Other researchers, however, are hoping to do without the animals altogether. “Let’s get rid of the dog packaging, bring it into our technology,” says Mershin of RealNose.

Various teams have sought to translate the chemical signatures of a range of diseases into VOC-based diagnostic tests, including several ongoing efforts to develop a breath test for lung cancer. These aim to analyse the ingredients of a sample. But, Mershin instead wants to “create machines that understand what something smells of, not what something is made of” — the same way that the aroma of coffee or a new car is instantly identifiable to many people without them knowing the molecular sources of the scents. “We are working in perceptual space as opposed to analytical chemistry space,” Mershin says.

RealNose’s concept uses copies of mammalian olfactory receptor proteins attached to a circuit board to detect odours, and machine-learning algorithms to interpret them. In a study6 published in 2021, Mershin — then a physicist at the Massachusetts Institute of Technology in Cambridge — collaborated with Medical Detection Dogs and scientists from several other organizations and universities to use dogs to help develop a prostate-cancer test. Their investigation examined 50 urine samples. Some of these were from people with prostate cancer, and some were from people without the disease. The researchers used the dogs’ diagnoses to train an artificial neural network to find patterns in the data from positive samples recorded by gas chromatography–mass spectrometry. These patterns, rather than the presence or absence of biomarkers, represent the signature ‘smell’ of prostate cancer that the dogs perceive intuitively.

RealNose secured just over $1 million in venture capital funding in early 2024 — enough to begin to build a prototype of the electronic nose and validate it over the course of a year on about 100 prostate cancer samples.

Life in the old dog yet

Not everyone is willing to give up on animals just yet, however. For some researchers, the benefits of the ‘dog packaging’ outweigh the problems it presents.

That’s the logic behind the Canines for Care programme at Vancouver Coastal Health, an organization in Canada, at which detection dogs have been identifying sources of C. difficile contamination in hospitals since 2016. C. difficile is the most common cause of hospital-acquired gastroenteritis. In immunocompromised and older people, the infection can be serious and even fatal.

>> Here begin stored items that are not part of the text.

#![warn(clippy::all)]
#![warn(clippy::pedantic)]
#![allow(clippy::cast_precision_loss)]
#![allow(clippy::cast_possible_truncation)]
#![allow(clippy::module_name_repetitions)]
#![allow(clippy::missing_errors_doc)]
#![allow(clippy::missing_panics_doc)]

//! Masked-geometry pixelation for the Myth render pipeline.
//!
//! The feature renders a filtered subset of the scene into an offscreen
//! buffer, blurs it through a halving pyramid, and composites a pixelation
//! pass back onto the camera's color buffer.
//!
//! ```rust,ignore
//! use myth_pixelation::{HeadlessHost, OverrideMaterial, PixelationFeature,
//!     PixelationSettings, PublishedEnvironment};
//!
//! let mut host = HeadlessHost::new(1280, 720);
//! let mut env = PublishedEnvironment::new();
//! let mut feature = PixelationFeature::new(PixelationSettings {
//!     material: Some(OverrideMaterial::pixelation(1, "Pixelation")),
//!     ..Default::default()
//! });
//!
//! host.begin_frame();
//! feature.render_frame(&mut host, &mut env)?;
//! feature.dispose(&mut host)?;
//! ```

pub mod errors;
pub mod feature;
pub mod filter;
pub mod graph;
pub mod host;
pub mod material;
pub mod passes;
pub mod pyramid;
pub mod settings;

pub use errors::{PixelationError, Result};
pub use feature::PixelationFeature;
pub use filter::{FilterSpec, LayerMask, ShaderTag};
pub use graph::{FrameBuilder, InjectionPoint, PassContext, RenderPass, TransientBufferPool};
pub use host::{
    BufferDesc, BufferId, CameraKind, CameraTarget, GlobalValue, HeadlessHost, HostCommand,
    PublishedEnvironment, RenderHost, SceneObject,
};
pub use material::{MaterialPass, OverrideMaterial};
pub use passes::{MaskedGeometryPass, PixelationPass};
pub use pyramid::{BufferPyramidPlanner, PyramidPlan, Resolution};
pub use settings::PixelationSettings;
// Interface adapters: wire protocol and engine transport.

pub mod net;
pub mod protocol;

pub use net::{EngineTransport, TransportError};
pub use protocol::{EngineEvent, MoveEvent, ProtocolError, decode_event, encode_event};
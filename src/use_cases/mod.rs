// Use cases layer: the round state machine and the game tick loop.

pub mod game;
pub mod round;
pub mod types;

pub use round::{RoundCoordinator, RoundPhase};
pub use types::{ClaimedCell, GamePhase, GameSetup, PlayerSnapshot, PlayerStart, WorldUpdate};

“There is no logistically feasible way” to search an area as large as a hospital room for C. difficile contamination without the dogs, says Teresa Zurberg, the programme’s co-founder and canine-detection specialist. It would require laboriously swabbing the walls, then waiting a week for samples to grow out on culture plates. “I can take a dog to that same patient room, and within five minutes they can screen that whole patient room,” she says.

In a 2017 study7, the Canines for Care team reported that the dogs had correctly identified all of the C. difficile positive samples hidden in a hospital ward. They also flagged 83 potential locations of C. difficile contamination in a clinical unit over 49 working days. “We approach this just like we would any laboratory evaluation, with the same scientific rigour,” says microbiologist and Canines for Care co-founder Elizabeth Bryce. “Did the dog, just like a lab test, have the required sensitivity and specificity? Was it reliable?”

Like humans, dogs are typically only vulnerable to infection with the bacterium if they are immunocompromised, so there’s little risk to healthy working dogs. And when they do find contamination, the dogs don’t usually trigger the defensive response from the staff that an admonition from a supervisor might. “Everybody loves the dogs,” Bryce says.

The love goes both ways. This year, Otto’s team launched an effort to give back to the dogs, by training them to detect haemangiosarcoma: a stealthy cancer that is common in working-dog breeds and has taken the lives of several animals in the Penn Vet programme. “It was just like, ‘Hey, we should do this’,” she says, her affection for the animals clear in her voice. These dogs that are training to keep people healthy might soon be able to look out for each other too.